Or, at least, it would be if I had actually been away.

The funny thing about academic maternity leave is that you don’t actually leave. You slow down a bit, but you don’t stop. Yes, I didn’t do any exam marking in the summer term, I handed over running the departmental research seminar, and I’ve not been on campus since I left the building. But according to my records (yes, I keep records), during my maternity leave I:

  • Made some final changes to the sci fi and classics review piece and got it published.
  • Did some final administrative work related to my chapter about women classicists at Newnham for a volume due out later in the year.
  • Made edits to my pedagogy article and saw that through to publication.
  • Approved proofs for a book review that I submitted a few years ago.
  • Wrote a short article on Seneca and relaxing for a web outreach project.
  • Wrote a case study report for the Family Archive project and kept in the loop with that as it progressed.
  • Finalised the book contract.
  • Revised two and a half book chapters plus an epilogue (which is still in revision but getting there).
  • Provided some guidance for the replacement Intermediate Latin marker on how to go about it.
  • Sorted out the syllabus for the new course I’m teaching this year, requested electronic copies of readings, and submitted a reading list.
  • Sorted out my course Moodles.
  • Completed the annual monitoring forms for the courses I taught last year.
  • Engaged in discussion about the establishment of a UK-based body to represent women in classics, which is growing out of the classics and feminism sandpit because I put my money where my mouth was.
  • Did I mention learning how to parent a tiny baby, live with less sleep than I thought humanly possible, establish breastfeeding, heal from undergoing significant physical trauma, have my emotions turned upside down every five minutes by hormones, and realise why people tell new parents to stock up on muslins?

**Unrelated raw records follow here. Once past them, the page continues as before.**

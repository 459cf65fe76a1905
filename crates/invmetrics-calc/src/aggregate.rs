//! 窗口彙總

use std::collections::BTreeMap;

use chrono::{Datelike, Weekday};
use invmetrics_core::{DimensionLookup, Observation};
use rust_decimal::{Decimal, RoundingStrategy};

use crate::window::Window;

/// 可彙總欄位
#[derive(Debug, Clone, Copy, PartialEq, Eq)]
pub enum Field {
    InventoryLevel,
    UnitsSold,
    UnitsOrdered,
}

impl Field {
    fn value(self, observation: &Observation) -> u32 {
        match self {
            Field::InventoryLevel => observation.inventory_level,
            Field::UnitsSold => observation.units_sold,
            Field::UnitsOrdered => observation.units_ordered,
        }
    }
}

/// 單組彙總值
#[derive(Debug, Clone, Copy, Default, PartialEq, Eq)]
pub struct GroupStats {
    count: u64,
    inventory_sum: u64,
    sold_sum: u64,
    ordered_sum: u64,
    stock_out_count: u64,
}

impl GroupStats {
    /// 從觀測記錄累加
    pub fn from_observations<'a>(observations: impl IntoIterator<Item = &'a Observation>) -> Self {
        let mut stats = Self::default();
        for observation in observations {
            stats.add(observation);
        }
        stats
    }

    pub fn add(&mut self, observation: &Observation) {
        self.count += 1;
        self.inventory_sum += u64::from(observation.inventory_level);
        self.sold_sum += u64::from(observation.units_sold);
        self.ordered_sum += u64::from(observation.units_ordered);
        if observation.is_stock_out() {
            self.stock_out_count += 1;
        }
    }

    pub fn count(&self) -> u64 {
        self.count
    }

    /// 缺貨（庫存為 0）的記錄數
    pub fn stock_out_count(&self) -> u64 {
        self.stock_out_count
    }

    pub fn sum(&self, field: Field) -> u64 {
        match field {
            Field::InventoryLevel => self.inventory_sum,
            Field::UnitsSold => self.sold_sum,
            Field::UnitsOrdered => self.ordered_sum,
        }
    }

    /// 平均值；空組為 `None`
    pub fn avg(&self, field: Field) -> Option<Decimal> {
        Decimal::from(self.sum(field)).checked_div(Decimal::from(self.count))
    }
}

/// 彙總器
pub struct Aggregator;

impl Aggregator {
    /// 依自訂鍵彙總
    pub fn aggregate_by<K, F>(window: &Window, key_fn: F) -> BTreeMap<K, GroupStats>
    where
        K: Ord,
        F: Fn(&Observation) -> K,
    {
        window
            .group_by(key_fn)
            .into_iter()
            .map(|(key, observations)| (key, GroupStats::from_observations(observations)))
            .collect()
    }

    /// 依門市彙總
    pub fn by_store(window: &Window) -> BTreeMap<String, GroupStats> {
        Self::aggregate_by(window, |o| o.store_id.clone())
    }

    /// 依 (門市, 商品) 彙總
    pub fn by_store_product(window: &Window) -> BTreeMap<(String, String), GroupStats> {
        Self::aggregate_by(window, |o| (o.store_id.clone(), o.product_id.clone()))
    }

    /// 依區域彙總
    ///
    /// 查不到區域的門市不計入，並回傳於第二個值。
    pub fn by_region(
        window: &Window,
        dimensions: &dyn DimensionLookup,
    ) -> (BTreeMap<String, GroupStats>, Vec<String>) {
        let mut regions: BTreeMap<String, GroupStats> = BTreeMap::new();
        let mut unmapped = Vec::new();

        for (store_id, observations) in window.group_by(|o| o.store_id.clone()) {
            match dimensions.region_of(&store_id) {
                Some(region) => {
                    let stats = regions.entry(region).or_default();
                    for observation in observations {
                        stats.add(observation);
                    }
                }
                None => unmapped.push(store_id),
            }
        }

        (regions, unmapped)
    }

    /// 依星期彙總（鍵為距週日天數，週日 = 0）
    pub fn by_weekday(window: &Window) -> BTreeMap<u32, GroupStats> {
        Self::aggregate_by(window, |o| o.date.weekday().num_days_from_sunday())
    }

    /// 全體彙總
    pub fn overall(window: &Window) -> GroupStats {
        GroupStats::from_observations(window.observations())
    }
}

/// 四捨五入（中點遠離零）
pub fn round_half_up(value: Decimal, decimal_places: u32) -> Decimal {
    value.round_dp_with_strategy(decimal_places, RoundingStrategy::MidpointAwayFromZero)
}

/// 除法；分母為 0 或未定義時回傳 `None`
pub fn guarded_div(numerator: Decimal, denominator: Option<Decimal>) -> Option<Decimal> {
    denominator
        .filter(|d| !d.is_zero())
        .and_then(|d| numerator.checked_div(d))
}

/// 星期排序鍵（週日 = 0）
pub fn weekday_key(weekday: Weekday) -> u32 {
    weekday.num_days_from_sunday()
}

Now, baby wrangling aside, none of those things were expected of me. With the possible exception of the annual monitoring forms, my department didn’t expect me to do any of that (and I suspect that if I’d put my foot down, they would have been worked round). Part of this is because I’m generally a productive person, and I have become good at doing things efficiently during nap times (and I’m lucky to have a baby who does nap). But there are a whole load of implicit pressures at work here, both internal and external.

Internally, I recognise that some of these choices were driven by wanting to be a good colleague. If you have promised an article, say, by a publication deadline, it’s good practice to follow through, regardless of whether you’ve just had a small person, right? It’s just common professional courtesy, isn’t it? If you’ve committed to a volume, shouldn’t you help the editors to have as painless an experience as possible by responding to their e-mails in a timely fashion? I mean, sure, people say that you shouldn’t worry because you’re on leave, but if the press has set a deadline, then that deadline’s there, baby or no, and you are inextricably bound into the process of getting the book on the shelf. The way that academic publishing works means that once you’re involved, you work to the publishers’ timetable.

Some of the choices were pragmatic, in their own way. The syllabus and Moodle wrangling happened because it was going to be far easier to do that in dribs and drabs instead of getting to this week and trying to do All The Things at once – a little bit of advanced preparation goes a long way in making re-entry smoother, even after a normal summer.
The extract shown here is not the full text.